Entretien avec Peter Düben, ECMWF, responsable de la modélisation du système terrestre

Bonjour, Peter. Parlons de Mantik.

L'« outil d'infrastructure de développement ML », comme il est officiellement appelé dans notre projet de recherche MAELSTROM !

Un projet de recherche européen passionnant qui vise à utiliser l'apprentissage automatique sur des superordinateurs pour les prévisions météorologiques et climatiques ! Mais vous auriez déclaré à propos de Mantik : « Ça ne marchera pas de toute façon. »

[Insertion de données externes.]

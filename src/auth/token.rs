use chrono::{DateTime, Duration, Utc};
use jsonwebtoken::errors::ErrorKind;
use jsonwebtoken::{decode, encode, Algorithm, DecodingKey, EncodingKey, Header, Validation};
use serde::{Deserialize, Serialize};

use crate::error::AppError;

pub const INVALID_TOKEN: &str = "غير مصرح - التوكن غير صالح";
pub const EXPIRED_TOKEN: &str = "انتهت صلاحية التوكن";

/// Claims carried by a bearer token.
#[derive(Debug, Clone, Serialize, Deserialize)]
pub struct Claims {
    /// User id.
    pub id: String,
    pub iat: i64,
    pub exp: i64,
}

/// Issues and verifies HS256 bearer tokens.
pub struct TokenService {
    encoding: EncodingKey,
    decoding: DecodingKey,
    validation: Validation,
    lifetime: Duration,
}

impl TokenService {
    pub fn new(secret: &str, lifetime_days: i64) -> Self {
        Self {
            encoding: EncodingKey::from_secret(secret.as_bytes()),
            decoding: DecodingKey::from_secret(secret.as_bytes()),
            validation: Validation::new(Algorithm::HS256),
            lifetime: Duration::days(lifetime_days),
        }
    }

    pub fn issue(&self, user_id: &str) -> Result<String, AppError> {
        self.issue_at(user_id, Utc::now())
    }

    /// Issue a token as if the current time were `now`.
    pub fn issue_at(&self, user_id: &str, now: DateTime<Utc>) -> Result<String, AppError> {
        let claims = Claims {
            id: user_id.to_string(),
            iat: now.timestamp(),
            exp: (now + self.lifetime).timestamp(),
        };

        encode(&Header::default(), &claims, &self.encoding)
            .map_err(|e| AppError::Internal(format!("Failed to sign token: {e}")))
    }

    pub fn verify(&self, token: &str) -> Result<Claims, AppError> {
        decode::<Claims>(token, &self.decoding, &self.validation)
            .map(|data| data.claims)
            .map_err(|e| match e.kind() {
                ErrorKind::ExpiredSignature => AppError::Unauthorized(EXPIRED_TOKEN.into()),
                _ => AppError::Unauthorized(INVALID_TOKEN.into()),
            })
    }
}
use std::sync::Arc;

use chrono::Utc;
use futures::future::join_all;

use crate::db::models::{new_id, Entity, Media, RelatedTo};
use crate::db::repository::Repository;
use crate::error::AppError;
use crate::media::transcode::{is_transcodable, transcode_blocking, WEBP_MIME};
use crate::storage::client::StorageClient;

/// Default per-file size limit.
pub const DEFAULT_MAX_UPLOAD_BYTES: usize = 10 * 1024 * 1024;
/// Maximum number of files accepted by one multi-file upload.
pub const MAX_BATCH_FILES: usize = 10;
/// Route that serves stored binaries back through the API.
pub const FILE_ROUTE_PREFIX: &str = "/api/media/file";

/// Image formats accepted for upload.
pub const ALLOWED_EXTENSIONS: &[&str] = &["jpg", "jpeg", "png", "gif", "webp", "svg"];
pub const ALLOWED_CONTENT_TYPES: &[&str] = &[
    "image/jpeg",
    "image/jpg",
    "image/png",
    "image/gif",
    "image/webp",
    "image/svg+xml",
];
pub const UNSUPPORTED_FORMAT: &str =
    "نوع الملف غير مدعوم (المسموح: jpg, jpeg, png, gif, webp, svg)";

/// A file received from a multipart upload.
#[derive(Debug, Clone)]
pub struct UploadedFile {
    pub original_name: String,
    pub content_type: String,
    pub data: Vec<u8>,
}

/// Metadata shared by all files of one upload request.
#[derive(Debug, Clone, Default)]
pub struct UploadMetadata {
    pub alt: String,
    pub related_to: Option<RelatedTo>,
}

/// Per-file outcome of a batch upload.
#[derive(Debug)]
pub struct BatchItem {
    pub original_name: String,
    pub result: Result<Media, AppError>,
}

/// Media ingestion: validate, store, transcode, record.
pub struct MediaPipeline {
    repo: Arc<dyn Repository<Media>>,
    storage: Arc<dyn StorageClient>,
    max_upload_bytes: usize,
}

impl MediaPipeline {
    pub fn new(
        repo: Arc<dyn Repository<Media>>,
        storage: Arc<dyn StorageClient>,
        max_upload_bytes: usize,
    ) -> Self {
        Self {
            repo,
            storage,
            max_upload_bytes,
        }
    }

    pub fn storage(&self) -> &dyn StorageClient {
        self.storage.as_ref()
    }

    fn validate(&self, file: &UploadedFile) -> Result<(), AppError> {
        if file.data.is_empty() {
            return Err(AppError::UploadRejected("لم يتم رفع أي ملف".into()));
        }
        if file.data.len() > self.max_upload_bytes {
            return Err(AppError::UploadRejected(format!(
                "حجم الملف كبير جداً (الحد الأقصى {}MB)",
                self.max_upload_bytes / (1024 * 1024)
            )));
        }

        let content_type = essence(&file.content_type);
        if !ALLOWED_CONTENT_TYPES.contains(&content_type.as_str()) {
            return Err(AppError::UploadRejected(UNSUPPORTED_FORMAT.into()));
        }
        if let Some((_, ext)) = file.original_name.rsplit_once('.') {
            if !ALLOWED_EXTENSIONS.contains(&ext.to_ascii_lowercase().as_str()) {
                return Err(AppError::UploadRejected(UNSUPPORTED_FORMAT.into()));
            }
        }
        Ok(())
    }

    /// Ingest a single file and return its persisted record.
    pub async fn ingest(
        &self,
        file: UploadedFile,
        metadata: &UploadMetadata,
    ) -> Result<Media, AppError> {
        // 1. Reject empty, oversized and non-image payloads
        self.validate(&file)?;

        let UploadedFile {
            original_name,
            content_type,
            data,
        } = file;
        let content_type = essence(&content_type);
        let received_size = data.len();

        // 2. Store the received binary under its original key
        let stem = storage_stem();
        let original_key = format!("{}.{}", stem, extension_for(&original_name, &content_type));
        let source = is_transcodable(&content_type).then(|| data.clone());

        let original_url = self
            .storage
            .put_object(&original_key, data, &content_type)
            .await?;

        // 3. Transcode raster images, pass everything else through
        let (key, url, mimetype, size, width, height) = match source {
            Some(source) => {
                let transcoded = match transcode_blocking(source).await {
                    Ok(transcoded) => transcoded,
                    Err(e) => {
                        tracing::warn!(original_name = %original_name, error = %e, "Transcode failed");
                        self.discard(&original_key).await;
                        return Err(e);
                    }
                };

                let final_key = format!("{}.webp", stem);
                let size = transcoded.bytes.len() as u64;
                let url = match self
                    .storage
                    .put_object(&final_key, transcoded.bytes, WEBP_MIME)
                    .await
                {
                    Ok(url) => url,
                    Err(e) => {
                        self.discard(&original_key).await;
                        return Err(e);
                    }
                };

                (
                    final_key,
                    url,
                    WEBP_MIME.to_string(),
                    size,
                    Some(transcoded.width),
                    Some(transcoded.height),
                )
            }
            None => (
                original_key.clone(),
                original_url,
                content_type.clone(),
                received_size as u64,
                None,
                None,
            ),
        };

        // 4. Create the metadata record
        let now = Utc::now();
        let media = Media {
            id: new_id(),
            path: format!("{}/{}", FILE_ROUTE_PREFIX, key),
            filename: key.clone(),
            original_name: original_name.clone(),
            url,
            mimetype,
            size,
            width,
            height,
            alt: metadata.alt.clone(),
            related_to: metadata.related_to.clone(),
            created_at: now,
            updated_at: now,
        };

        let created = match media.validate() {
            Ok(()) => self.repo.create(&media).await,
            Err(e) => Err(e),
        };
        if let Err(e) = created {
            self.discard(&key).await;
            if key != original_key {
                self.discard(&original_key).await;
            }
            return Err(e);
        }

        // 5. Drop the original once the transcoded copy is recorded
        if key != original_key {
            self.discard(&original_key).await;
        }

        tracing::info!(
            media_id = %media.id,
            key = %media.filename,
            original_name = %original_name,
            received_bytes = received_size,
            stored_bytes = media.size,
            "Media ingested"
        );

        Ok(media)
    }

    /// Ingest up to [`MAX_BATCH_FILES`] files concurrently.
    ///
    /// Files succeed or fail independently; successes are not rolled back.
    pub async fn ingest_batch(
        &self,
        files: Vec<UploadedFile>,
        metadata: &UploadMetadata,
    ) -> Result<Vec<BatchItem>, AppError> {
        if files.is_empty() {
            return Err(AppError::UploadRejected("لم يتم رفع أي ملفات".into()));
        }
        if files.len() > MAX_BATCH_FILES {
            return Err(AppError::UploadRejected(format!(
                "الحد الأقصى {} ملفات",
                MAX_BATCH_FILES
            )));
        }

        let uploads = files.into_iter().map(|file| async move {
            let original_name = file.original_name.clone();
            let result = self.ingest(file, metadata).await;
            BatchItem {
                original_name,
                result,
            }
        });

        Ok(join_all(uploads).await)
    }

    /// Delete a media record and release its binary.
    ///
    /// A failing binary delete is logged and does not block the record delete.
    pub async fn delete(&self, id: &str) -> Result<Media, AppError> {
        let media = self
            .repo
            .find_by_id(id)
            .await?
            .ok_or_else(|| AppError::NotFound(Media::NOT_FOUND.into()))?;

        if let Err(e) = self.storage.delete_object(&media.filename).await {
            tracing::warn!(media_id = %media.id, key = %media.filename, error = %e, "Failed to delete stored file");
        }

        self.repo
            .delete_by_id(id)
            .await?
            .ok_or_else(|| AppError::NotFound(Media::NOT_FOUND.into()))
    }

    /// Best-effort removal of an intermediate binary.
    async fn discard(&self, key: &str) {
        if let Err(e) = self.storage.delete_object(key).await {
            tracing::warn!(key, error = %e, "Failed to clean up stored file");
        }
    }
}

/// Unique key stem: `media/{millis}-{uuid}`.
fn storage_stem() -> String {
    format!(
        "media/{}-{}",
        Utc::now().timestamp_millis(),
        uuid::Uuid::new_v4().simple()
    )
}

/// Lowercased mimetype without parameters.
fn essence(content_type: &str) -> String {
    content_type
        .split(';')
        .next()
        .unwrap_or_default()
        .trim()
        .to_ascii_lowercase()
}

/// File extension from the original name, falling back to the mimetype.
fn extension_for(original_name: &str, content_type: &str) -> String {
    let from_name = original_name
        .rsplit_once('.')
        .map(|(_, ext)| ext.to_ascii_lowercase())
        .filter(|ext| !ext.is_empty() && ext.len() <= 8 && ext.chars().all(|c| c.is_ascii_alphanumeric()));

    from_name.unwrap_or_else(|| {
        let ext = match content_type {
            "image/jpeg" => "jpg",
            "image/png" => "png",
            "image/gif" => "gif",
            "image/webp" => "webp",
            "image/svg+xml" => "svg",
            _ => "bin",
        };
        ext.to_string()
    })
}
pub mod login;
pub mod middleware;
pub mod models;
pub mod token;
pub mod connection;
pub mod memory;
pub mod models;
pub mod query;
pub mod repository;
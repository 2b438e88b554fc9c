use std::path::{Path, PathBuf};

use async_trait::async_trait;
use tokio::fs;
use tokio::io::AsyncWriteExt;

use crate::error::AppError;

/// Trait for blob storage operations.
///
/// Abstracted as a trait so the media pipeline can run against S3, the local
/// filesystem, or a mock in tests.
#[async_trait]
pub trait StorageClient: Send + Sync {
    /// Store content under the given key and return its public URL.
    async fn put_object(
        &self,
        key: &str,
        content: Vec<u8>,
        content_type: &str,
    ) -> Result<String, AppError>;

    /// Retrieve content by key. Returns `None` if the object doesn't exist.
    async fn get_object(&self, key: &str) -> Result<Option<Vec<u8>>, AppError>;

    /// Remove the object. Deleting a missing object succeeds.
    async fn delete_object(&self, key: &str) -> Result<(), AppError>;
}

fn join_url(base: &str, key: &str) -> String {
    format!("{}/{}", base.trim_end_matches('/'), key)
}

/// S3 implementation of StorageClient.
pub struct S3StorageClient {
    client: aws_sdk_s3::Client,
    bucket: String,
    public_url: String,
}

impl S3StorageClient {
    /// Build a client from the ambient AWS configuration.
    ///
    /// `endpoint` overrides the S3 endpoint (MinIO, LocalStack).
    pub async fn connect(
        bucket: String,
        endpoint: Option<&str>,
        public_url: String,
    ) -> Result<Self, AppError> {
        if bucket.is_empty() {
            return Err(AppError::Storage("S3_BUCKET not set".into()));
        }

        let mut config_loader = aws_config::defaults(aws_config::BehaviorVersion::latest());
        if let Some(endpoint) = endpoint {
            config_loader = config_loader.endpoint_url(endpoint);
        }

        let sdk_config = config_loader.load().await;
        let s3_config = aws_sdk_s3::config::Builder::from(&sdk_config)
            .force_path_style(endpoint.is_some())
            .build();

        Ok(Self::new(
            aws_sdk_s3::Client::from_conf(s3_config),
            bucket,
            public_url,
        ))
    }

    /// Create with explicit values (useful for testing / DI).
    pub fn new(client: aws_sdk_s3::Client, bucket: String, public_url: String) -> Self {
        Self {
            client,
            bucket,
            public_url,
        }
    }
}

#[async_trait]
impl StorageClient for S3StorageClient {
    async fn put_object(
        &self,
        key: &str,
        content: Vec<u8>,
        content_type: &str,
    ) -> Result<String, AppError> {
        self.client
            .put_object()
            .bucket(&self.bucket)
            .key(key)
            .content_type(content_type)
            .body(content.into())
            .send()
            .await
            .map_err(|e| AppError::Storage(format!("Failed to put object '{}': {}", key, e)))?;

        Ok(join_url(&self.public_url, key))
    }

    async fn get_object(&self, key: &str) -> Result<Option<Vec<u8>>, AppError> {
        match self
            .client
            .get_object()
            .bucket(&self.bucket)
            .key(key)
            .send()
            .await
        {
            Ok(output) => {
                let bytes = output
                    .body
                    .collect()
                    .await
                    .map_err(|e| AppError::Storage(format!("Failed to read body: {}", e)))?;
                Ok(Some(bytes.into_bytes().to_vec()))
            }
            Err(e) => {
                let service_err = e.into_service_error();
                if service_err.is_no_such_key() {
                    Ok(None)
                } else {
                    Err(AppError::Storage(format!(
                        "Failed to get object '{}': {}",
                        key, service_err
                    )))
                }
            }
        }
    }

    async fn delete_object(&self, key: &str) -> Result<(), AppError> {
        // S3 reports success for missing keys.
        self.client
            .delete_object()
            .bucket(&self.bucket)
            .key(key)
            .send()
            .await
            .map_err(|e| {
                AppError::StorageDelete(format!("Failed to delete object '{}': {}", key, e))
            })?;

        Ok(())
    }
}

/// Filesystem implementation of StorageClient.
///
/// Objects live under `root`; URLs are `base_url/key`.
pub struct LocalStorageClient {
    root: PathBuf,
    base_url: String,
}

impl LocalStorageClient {
    pub async fn new(root: impl Into<PathBuf>, base_url: String) -> Result<Self, AppError> {
        let root = root.into();
        fs::create_dir_all(&root).await.map_err(|e| {
            AppError::Storage(format!(
                "Failed to create storage directory {}: {}",
                root.display(),
                e
            ))
        })?;

        Ok(Self { root, base_url })
    }

    /// Map a key to a path inside `root`, rejecting traversal.
    fn key_to_path(&self, key: &str) -> Result<PathBuf, AppError> {
        if key.is_empty() || key.contains("..") || key.starts_with('/') || key.contains('\\') {
            return Err(AppError::BadRequest(format!("Invalid storage key '{}'", key)));
        }
        Ok(self.root.join(key))
    }

    async fn ensure_parent_dir(path: &Path) -> Result<(), AppError> {
        if let Some(parent) = path.parent() {
            fs::create_dir_all(parent)
                .await
                .map_err(|e| AppError::Storage(format!("Failed to create {}: {}", parent.display(), e)))?;
        }
        Ok(())
    }
}

#[async_trait]
impl StorageClient for LocalStorageClient {
    async fn put_object(
        &self,
        key: &str,
        content: Vec<u8>,
        _content_type: &str,
    ) -> Result<String, AppError> {
        let path = self.key_to_path(key)?;
        Self::ensure_parent_dir(&path).await?;

        let size = content.len();
        let mut file = fs::File::create(&path).await.map_err(|e| {
            AppError::Storage(format!("Failed to create file {}: {}", path.display(), e))
        })?;
        file.write_all(&content).await.map_err(|e| {
            AppError::Storage(format!("Failed to write file {}: {}", path.display(), e))
        })?;
        file.sync_all().await.map_err(|e| {
            AppError::Storage(format!("Failed to sync file {}: {}", path.display(), e))
        })?;

        tracing::debug!(key, size_bytes = size, "Stored object on local disk");
        Ok(join_url(&self.base_url, key))
    }

    async fn get_object(&self, key: &str) -> Result<Option<Vec<u8>>, AppError> {
        let path = self.key_to_path(key)?;
        match fs::read(&path).await {
            Ok(bytes) => Ok(Some(bytes)),
            Err(e) if e.kind() == std::io::ErrorKind::NotFound => Ok(None),
            Err(e) => Err(AppError::Storage(format!(
                "Failed to read file {}: {}",
                path.display(),
                e
            ))),
        }
    }

    async fn delete_object(&self, key: &str) -> Result<(), AppError> {
        let path = self.key_to_path(key)?;
        match fs::remove_file(&path).await {
            Ok(()) => Ok(()),
            Err(e) if e.kind() == std::io::ErrorKind::NotFound => Ok(()),
            Err(e) => Err(AppError::StorageDelete(format!(
                "Failed to delete file {}: {}",
                path.display(),
                e
            ))),
        }
    }
}
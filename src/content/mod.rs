pub mod hooks;
pub mod slug;
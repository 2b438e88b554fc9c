use axum::extract::{Multipart, Path, Query, State};
use axum::http::header::CONTENT_TYPE;
use axum::http::StatusCode;
use axum::response::{IntoResponse, Response};
use axum::routing::{get, patch, post};
use axum::{Json, Router};
use serde::{Deserialize, Serialize};

use crate::api::resource::process_mutate;
use crate::api::response::ApiResponse;
use crate::app::AppState;
use crate::auth::middleware::AuthUser;
use crate::db::models::{Entity, Media, RelatedTo};
use crate::db::query::{Filter, Sort};
use crate::error::AppError;
use crate::media::pipeline::{UploadMetadata, UploadedFile};

#[derive(Debug, Default, Deserialize)]
#[serde(rename_all = "camelCase")]
pub struct MediaListQuery {
    #[serde(rename = "type")]
    pub kind: Option<String>,
    pub related_type: Option<String>,
    pub related_id: Option<String>,
}

#[derive(Debug, Deserialize)]
pub struct AltRequest {
    #[serde(default)]
    pub alt: String,
}

/// A file of a multi-file upload that could not be ingested.
#[derive(Debug, Serialize)]
#[serde(rename_all = "camelCase")]
pub struct FailedUpload {
    pub original_name: String,
    pub message: String,
}

#[derive(Debug, Serialize)]
pub struct BatchUploadResponse {
    pub success: bool,
    pub count: usize,
    pub data: Vec<Media>,
    pub failed: Vec<FailedUpload>,
}

pub fn routes() -> Router<AppState> {
    Router::new()
        .route("/", get(list_media))
        .route("/upload", post(upload_single))
        .route("/upload-multiple", post(upload_multiple))
        .route("/file/{*key}", get(serve_file))
        .route("/{id}", patch(update_alt).delete(delete_media))
}

/// `GET /api/media`, newest first.
pub async fn list_media(
    State(state): State<AppState>,
    Query(query): Query<MediaListQuery>,
) -> Result<Json<ApiResponse<Vec<Media>>>, AppError> {
    let mut filter = Filter::new()
        .eq_opt("relatedTo.type", query.related_type.as_deref())
        .eq_opt("relatedTo.id", query.related_id.as_deref());
    if let Some(kind) = query.kind.as_deref().filter(|k| !k.is_empty()) {
        filter = filter.contains("mimetype", kind);
    }

    let media = state
        .media
        .find_many(&filter, &Sort::desc("createdAt"), None)
        .await?;
    Ok(Json(ApiResponse::list(media)))
}

/// Files and metadata collected from a multipart body.
#[derive(Debug, Default)]
pub struct UploadForm {
    pub files: Vec<UploadedFile>,
    pub metadata: UploadMetadata,
}

/// Read every part of a multipart upload. File parts are taken from
/// `file_field`; `alt` and `relatedTo` are text parts.
pub async fn read_upload_form(
    mut multipart: Multipart,
    file_field: &str,
) -> Result<UploadForm, AppError> {
    let mut form = UploadForm::default();

    while let Some(field) = multipart
        .next_field()
        .await
        .map_err(|e| AppError::BadRequest(format!("Multipart error: {e}")))?
    {
        let name = field.name().unwrap_or("").to_string();
        match name.as_str() {
            "alt" => {
                form.metadata.alt = field
                    .text()
                    .await
                    .map_err(|e| AppError::BadRequest(format!("Failed to read alt: {e}")))?;
            }
            "relatedTo" => {
                let text = field
                    .text()
                    .await
                    .map_err(|e| AppError::BadRequest(format!("Failed to read relatedTo: {e}")))?;
                form.metadata.related_to = parse_related_to(&text)?;
            }
            _ if name == file_field => {
                let original_name = field.file_name().unwrap_or("upload.bin").to_string();
                let content_type = field
                    .content_type()
                    .unwrap_or("application/octet-stream")
                    .to_string();
                let data = field
                    .bytes()
                    .await
                    .map_err(|e| AppError::UploadRejected(format!("Failed to read file: {e}")))?;
                form.files.push(UploadedFile {
                    original_name,
                    content_type,
                    data: data.to_vec(),
                });
            }
            _ => {}
        }
    }

    Ok(form)
}

/// `relatedTo` arrives as JSON text; blank means unattached.
pub fn parse_related_to(text: &str) -> Result<Option<RelatedTo>, AppError> {
    if text.trim().is_empty() {
        return Ok(None);
    }
    serde_json::from_str(text)
        .map(Some)
        .map_err(|e| AppError::BadRequest(format!("relatedTo غير صالح: {e}")))
}

/// `POST /api/media/upload`
pub async fn upload_single(
    _user: AuthUser,
    State(state): State<AppState>,
    multipart: Multipart,
) -> Result<(StatusCode, Json<ApiResponse<Media>>), AppError> {
    let form = read_upload_form(multipart, "file").await?;
    let file = form
        .files
        .into_iter()
        .next()
        .ok_or_else(|| AppError::UploadRejected("لم يتم رفع أي ملف".into()))?;

    let media = state.media_pipeline.ingest(file, &form.metadata).await?;
    Ok((StatusCode::CREATED, Json(ApiResponse::data(media))))
}

/// `POST /api/media/upload-multiple`
///
/// Responds 201 when at least one file was stored; failed files are listed
/// in `failed`. When every file fails the first error is returned.
pub async fn upload_multiple(
    _user: AuthUser,
    State(state): State<AppState>,
    multipart: Multipart,
) -> Result<(StatusCode, Json<BatchUploadResponse>), AppError> {
    let form = read_upload_form(multipart, "files").await?;
    let items = state
        .media_pipeline
        .ingest_batch(form.files, &form.metadata)
        .await?;

    let mut data = Vec::new();
    let mut failed = Vec::new();
    let mut first_error = None;
    for item in items {
        match item.result {
            Ok(media) => data.push(media),
            Err(e) => {
                failed.push(FailedUpload {
                    original_name: item.original_name,
                    message: e.to_string(),
                });
                first_error.get_or_insert(e);
            }
        }
    }

    if data.is_empty() {
        if let Some(e) = first_error {
            return Err(e);
        }
    }

    Ok((
        StatusCode::CREATED,
        Json(BatchUploadResponse {
            success: true,
            count: data.len(),
            data,
            failed,
        }),
    ))
}

/// `PATCH /api/media/{id}` updates the alt text only.
pub async fn update_alt(
    _user: AuthUser,
    State(state): State<AppState>,
    Path(id): Path<String>,
    Json(request): Json<AltRequest>,
) -> Result<Json<ApiResponse<Media>>, AppError> {
    let media = process_mutate(state.media.as_ref(), &id, move |media: &mut Media| {
        media.alt = request.alt;
        Ok(())
    })
    .await?;
    Ok(Json(ApiResponse::data(media)))
}

pub async fn delete_media(
    _user: AuthUser,
    State(state): State<AppState>,
    Path(id): Path<String>,
) -> Result<Json<ApiResponse<()>>, AppError> {
    state.media_pipeline.delete(&id).await?;
    Ok(Json(ApiResponse::message("تم حذف الملف بنجاح")))
}

/// Content type inferred from a storage key's extension.
pub fn content_type_for(key: &str) -> &'static str {
    let extension = key
        .rsplit_once('.')
        .map(|(_, ext)| ext.to_ascii_lowercase())
        .unwrap_or_default();
    match extension.as_str() {
        "webp" => "image/webp",
        "png" => "image/png",
        "jpg" | "jpeg" => "image/jpeg",
        "gif" => "image/gif",
        "svg" => "image/svg+xml",
        "pdf" => "application/pdf",
        "mp4" => "video/mp4",
        _ => "application/octet-stream",
    }
}

/// `GET /api/media/file/{*key}` streams a stored binary.
pub async fn serve_file(
    State(state): State<AppState>,
    Path(key): Path<String>,
) -> Result<Response, AppError> {
    let data = state
        .media_pipeline
        .storage()
        .get_object(&key)
        .await?
        .ok_or_else(|| AppError::NotFound(Media::NOT_FOUND.into()))?;

    Ok(([(CONTENT_TYPE, content_type_for(&key))], data).into_response())
}

#[cfg(test)]
mod tests {
    use super::*;

    #[test]
    fn test_content_type_for() {
        assert_eq!(content_type_for("media/1-abc.webp"), "image/webp");
        assert_eq!(content_type_for("media/photo.JPEG"), "image/jpeg");
        assert_eq!(content_type_for("media/file"), "application/octet-stream");
    }

    #[test]
    fn test_parse_related_to() {
        assert_eq!(parse_related_to("").unwrap(), None);
        assert_eq!(
            parse_related_to(r#"{"type":"service","id":"s1"}"#).unwrap(),
            Some(RelatedTo::Service { id: "s1".into() })
        );
        assert!(parse_related_to("{not json").is_err());
    }
}
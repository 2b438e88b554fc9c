pub mod pipeline;
pub mod transcode;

Non, ce n'est pas vrai ! – Attendez, est-ce que cela fait partie de l'interview officielle ? – Lorsque nous avons demandé un financement pour MAELSTROM en 2018, nous avions un plan, et ce plan était bon : afin de pouvoir concevoir des applications, nous avions besoin d'un atelier que tout le monde pouvait utiliser, qui permettait aux gens de communiquer et de lancer les exécutions, qui offrait de la flexibilité et permettait l'optimisation. Le problème central était que nous devions développer des applications et des outils de développement en même temps. Cela signifie que les développeurs d'applications ne peuvent pas travailler avec le logiciel dès le premier jour, car il n'est tout simplement pas encore disponible. Mais l'idée reste bonne et tout à fait valable.

Vous avez dit « nous avions un bon plan ». Dans quel contexte ce plan a-t-il été rédigé ? Comment était le monde à cette époque ?

Dans notre domaine – la météo et le climat –, les gens commençaient à travailler avec l'apprentissage automatique. Mais nous n'étions pas encore des experts. Nous avons dû apprendre énormément de choses sur les réseaux neuronaux et la préparation des données. Mais aussi : comment former efficacement un logiciel et savoir à quel moment de la formation il est performant ? Comment comparer différentes méthodes ? Comment envoyer à un superordinateur quelque chose que vous avez préalablement développé sur un ordinateur portable ?

Mais l'apprentissage automatique n'était pas nouveau à l'époque, même s'il n'était pas encore très répandu dans le domaine de la météo et du climat. N'y avait-il rien dans d'autres domaines à l'époque que vous auriez pu utiliser pour vous lancer avec quelques adaptations mineures ?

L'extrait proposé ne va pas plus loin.